Balancing Work, School and Family
Greetings students!
I wanted to encourage you this month in finding a balance between your work, schoolwork and family time. During my undergraduate work, my Master’s degree and now my PhD studies, I have worked full-time along with being a husband and father. It has been a constant state of give and take and sometimes things have had to fall through the cracks. We can’t expect corporate America to recognize how much parents are needed at home. The employee’s family life isn’t a part of the annual report, nor can it be measured on the bottom line. And if you are beginning a program or degree in school, how can you balance all of this?
Work smarter. What’s your body clock? Are you a morning person? Or do you do your best work at night? If you get more done in the morning, perhaps you should begin working earlier in the day. That way you can get off earlier, thus giving you more time at home.
Cheat on something. As a parent, a student and an employee you are constantly being pulled in many different directions. Andy Stanley wrote a great book called Choosing to Cheat. His point was that we cannot do it all really well and that something is going to suffer. Choosing what will suffer will help you sort out your priorities. Do you want your family life to suffer? Your work? Your grades…?

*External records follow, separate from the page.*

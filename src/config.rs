use serde::Deserialize;

/// Application configuration loaded from environment variables
#[derive(Debug, Deserialize, Clone)]
pub struct Config {
    /// Cinema site base URL (detail-page hrefs are relative to it)
    #[serde(default = "default_base_url")]
    pub base_url: String,

    /// Programme listing URL; the DD-MM-YYYY date is appended
    #[serde(default = "default_programme_url")]
    pub programme_url: String,

    /// Path to the SQLite database file
    #[serde(default = "default_db_path")]
    pub db_path: String,

    /// Ollama-compatible model service URL
    #[serde(default = "default_model_url")]
    pub model_url: String,

    /// Chat model used for description translation
    #[serde(default = "default_chat_model")]
    pub chat_model: String,

    /// Embedding model
    #[serde(default = "default_embed_model")]
    pub embed_model: String,

    /// Timeout for page navigation / selector waits, in seconds
    #[serde(default = "default_nav_timeout_secs")]
    pub nav_timeout_secs: u64,

    /// Maximum concurrent translate+embed tasks
    #[serde(default = "default_max_concurrent_embeddings")]
    pub max_concurrent_embeddings: usize,
}

fn default_base_url() -> String {
    "https://www.kinonh.pl/".to_string()
}

fn default_programme_url() -> String {
    "https://www.kinonh.pl/#repertuar@".to_string()
}

fn default_db_path() -> String {
    match dirs_config_dir() {
        Some(dir) => format!("{}/kinoplan/kinoplan.db", dir),
        None => "kinoplan.db".to_string(),
    }
}

fn dirs_config_dir() -> Option<String> {
    std::env::var("XDG_CONFIG_HOME")
        .ok()
        .or_else(|| std::env::var("HOME").ok().map(|h| format!("{}/.config", h)))
}

fn default_model_url() -> String {
    "http://localhost:11434".to_string()
}

fn default_chat_model() -> String {
    "llama3.2".to_string()
}

fn default_embed_model() -> String {
    "mxbai-embed-large".to_string()
}

fn default_nav_timeout_secs() -> u64 {
    5
}

fn default_max_concurrent_embeddings() -> usize {
    2
}

impl Config {
    /// Load configuration from environment variables
    pub fn from_env() -> anyhow::Result<Self> {
        dotenvy::dotenv().ok();
        envy::prefixed("KINOPLAN_")
            .from_env::<Config>()
            .map_err(|e| anyhow::anyhow!("Failed to load config: {}", e))
    }
}
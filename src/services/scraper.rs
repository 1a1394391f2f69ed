//! Incremental ingestion orchestrator.
//!
//! Crawls the programme one calendar date at a time, strictly sequentially
//! over dates and movies — one shared page session, no parallel fetching.
//! Every write is idempotent, so a run interrupted anywhere resumes safely:
//! a date without its scraped marker is simply processed again.

use std::time::Duration;

use tracing::{error, info, warn};

use crate::config::Config;
use crate::db::Store;
use crate::error::{AppError, AppResult};
use crate::models::{ListingEntry, Screening};
use crate::services::parsing::{parse_detail, parse_listing, DETAIL_MARKER, LISTING_MARKER};
use crate::services::providers::PageSession;

pub struct Scraper<S: PageSession> {
    session: S,
    store: Store,
    base_url: String,
    programme_url: String,
    nav_timeout: Duration,
}

impl<S: PageSession> Scraper<S> {
    pub fn new(session: S, store: Store, config: &Config) -> Self {
        Self {
            session,
            store,
            base_url: config.base_url.clone(),
            programme_url: config.programme_url.clone(),
            nav_timeout: Duration::from_secs(config.nav_timeout_secs),
        }
    }

    /// Process each date in a forward-looking window starting tomorrow.
    ///
    /// Per-date failures are soft: the date keeps no scraped marker and is
    /// retried by the next invocation. A hard session failure recycles the
    /// session and moves on to the next date. Only store failures abort the
    /// run.
    pub async fn scrape(&mut self, days_ahead: i64, force: bool) -> AppResult<()> {
        if days_ahead < 1 {
            return Err(AppError::InvalidInput(
                "days_ahead must be at least 1".to_string(),
            ));
        }

        for offset in 1..=days_ahead {
            let date = (chrono::Local::now() + chrono::Duration::days(offset))
                .format("%Y-%m-%d")
                .to_string();

            match self.process_date(&date, force).await {
                Ok(()) => {}
                Err(e) if e.is_soft() => {
                    warn!(date = %date, error = %e, "date processing failed, retryable next run");
                    if matches!(e, AppError::HttpClient(_)) {
                        // the session itself may be unusable, start a fresh one
                        if let Err(recycle_err) = self.session.recycle().await {
                            warn!(error = %recycle_err, "session recycle failed");
                        }
                    }
                }
                Err(e) => return Err(e),
            }
        }
        Ok(())
    }

    async fn process_date(&mut self, date: &str, force: bool) -> AppResult<()> {
        if force {
            let d = date.to_string();
            self.store.call(move |s| s.clear_date(&d)).await?;
        }

        let d = date.to_string();
        if self.store.call(move |s| s.is_date_scraped(&d)).await? {
            info!(date = %date, "already scraped, skipping");
            return Ok(());
        }

        let listing_url = format!("{}{}", self.programme_url, listing_date(date));
        self.session.navigate(&listing_url).await?;
        // The marker is the page chrome, not a movie block: a rendered day
        // with no screenings still carries it and gets its scraped marker
        // below, while a half-loaded page times out here and leaves the date
        // eligible for retry.
        self.session
            .wait_for_selector(LISTING_MARKER, self.nav_timeout)
            .await?;
        let html = self.session.content().await?;
        let entries = parse_listing(&html, &self.base_url)?;
        info!(date = %date, entries = entries.len(), "listing parsed");

        for entry in entries {
            match self.process_entry(&entry, date, force).await {
                Ok(()) => {}
                Err(e) if e.is_soft() => {
                    error!(title = %entry.title, date = %date, error = %e,
                        "skipping movie for this date");
                }
                Err(e) => return Err(e),
            }
        }

        let d = date.to_string();
        self.store.call(move |s| s.mark_date_scraped(&d)).await?;
        Ok(())
    }

    /// Resolve the entry to a movie id, reusing a recently seen record when
    /// possible and fetching the detail page otherwise, then append its
    /// screenings. A forced refresh always refetches the detail page so
    /// corrected metadata reaches the upsert.
    async fn process_entry(&mut self, entry: &ListingEntry, date: &str, force: bool) -> AppResult<()> {
        let resolved = if force {
            None
        } else {
            let title = entry.title.clone();
            self.store.call(move |s| s.find_recent_movie(&title)).await?
        };

        let movie_id = match resolved {
            Some(id) => id,
            None => {
                self.session.navigate(&entry.href).await?;
                self.session
                    .wait_for_selector(DETAIL_MARKER, self.nav_timeout)
                    .await?;
                let html = self.session.content().await?;
                let movie = parse_detail(&html, &entry.title, &entry.href)?;
                self.store.call(move |s| s.upsert_movie(&movie)).await?
            }
        };

        let screenings: Vec<Screening> = entry
            .showtimes
            .iter()
            .map(|showtime| Screening {
                movie_id,
                date: format!("{} {}", date, showtime),
            })
            .collect();
        self.store
            .call(move |s| s.add_screenings(&screenings))
            .await?;
        Ok(())
    }
}

/// The site addresses listing pages as DD-MM-YYYY.
fn listing_date(date: &str) -> String {
    date.split('-').rev().collect::<Vec<_>>().join("-")
}

#[cfg(test)]
mod tests {
    use super::*;

    #[test]
    fn test_listing_date_is_reversed() {
        assert_eq!(listing_date("2026-08-24"), "24-08-2026");
    }
}
pub mod filters;
pub mod store;

pub use filters::MovieFilter;
pub use store::{Store, EMBEDDING_DIM};
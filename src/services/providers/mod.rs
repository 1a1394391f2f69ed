//! External capability abstractions consumed by the core pipelines.
//!
//! `PageSession` is the browser-session capability the crawler drives;
//! `LanguageModel` is the text-model service the embedding pipeline and the
//! recommendation engine call. Both are traits so tests can substitute
//! deterministic fakes and failures.

use std::time::Duration;

use crate::error::AppResult;

pub mod http_session;
pub mod ollama;

pub use http_session::HttpSession;
pub use ollama::OllamaClient;

/// Browser-session capability: navigate, wait for page structure with a
/// bounded timeout, read the current page. `recycle` replaces the underlying
/// session after a hard failure so the crawl can continue with the next date.
#[async_trait::async_trait]
pub trait PageSession: Send {
    async fn navigate(&mut self, url: &str) -> AppResult<()>;

    /// Resolve once `selector` is present in the page, or fail with a
    /// timeout error after `timeout`. A timeout is a soft failure.
    async fn wait_for_selector(&mut self, selector: &str, timeout: Duration) -> AppResult<()>;

    /// Current page content as HTML text.
    async fn content(&self) -> AppResult<String>;

    /// Tear down and recreate the session state.
    async fn recycle(&mut self) -> AppResult<()>;
}

/// Text-model service: chat completion (used for translation) and text
/// embedding.
#[async_trait::async_trait]
pub trait LanguageModel: Send + Sync {
    async fn chat(&self, system_prompt: &str, user_text: &str) -> AppResult<String>;

    async fn embed(&self, text: &str) -> AppResult<Vec<f32>>;
}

Skip going out to lunch. Yes, it’s nice to be served a prepared meal, but by the time you’re seated, given a menu, order an entree, wait for the food to arrive, eat, ask for the check, make the payment — well, say sayonara to a huge chunk of time. And that doesn’t include the minutes lost driving or walking to the restaurant.
Be Intentional. Purpose yourself to schedule time for work, school and family. Being intentional and planning your calendar will help to give everything the amount of time it’s due. From the beginning of their marriage, Don and his wife, Rhonda, have gone out for a piece of pie and a cup of coffee every Sunday night. Shortly after the waitress clears the plates from the table, Don and Rhonda reach for their personal calendars. For the next hour, they go over their schedules — work, church activities and kids’ programs — for the coming week.
Reserve the weekends for the family. If you let work — the Monday-through-Friday variety — encroach on your weekends, you’re headed for misery. Christopher, a salesman for a marketing firm, still puts in 50- and 60-hour weeks, but he’s stopped working on weekends. “Saturday and Sunday are for the kids,” says Christopher. “They should know that from Friday night to Sunday is family, and that we’re going to do something together, whether it’s playing baseball, going to Sea World or whatever.”
Believe God’s promises. Gregory used to work 11 and 12 hours a day, but after five years of burning the candle at both ends, his marriage fell apart. When he became a Christian awhile later, Gregory remarried. Inside, he felt different about his reasons for working so much.
“I first read God’s promises, then I really started to believe them,” he said. “Especially the one where it says that God will provide for all your needs”. I thought, “OK, Lord, I’ll slow down and trust You to bring in enough work so the business can survive. These days, I won’t work more than 10 hours a day. I’m not always able to get what I want, but we always have what we need.”
Choose a few of these areas today to work on and turn some of the bad patterns around in your life.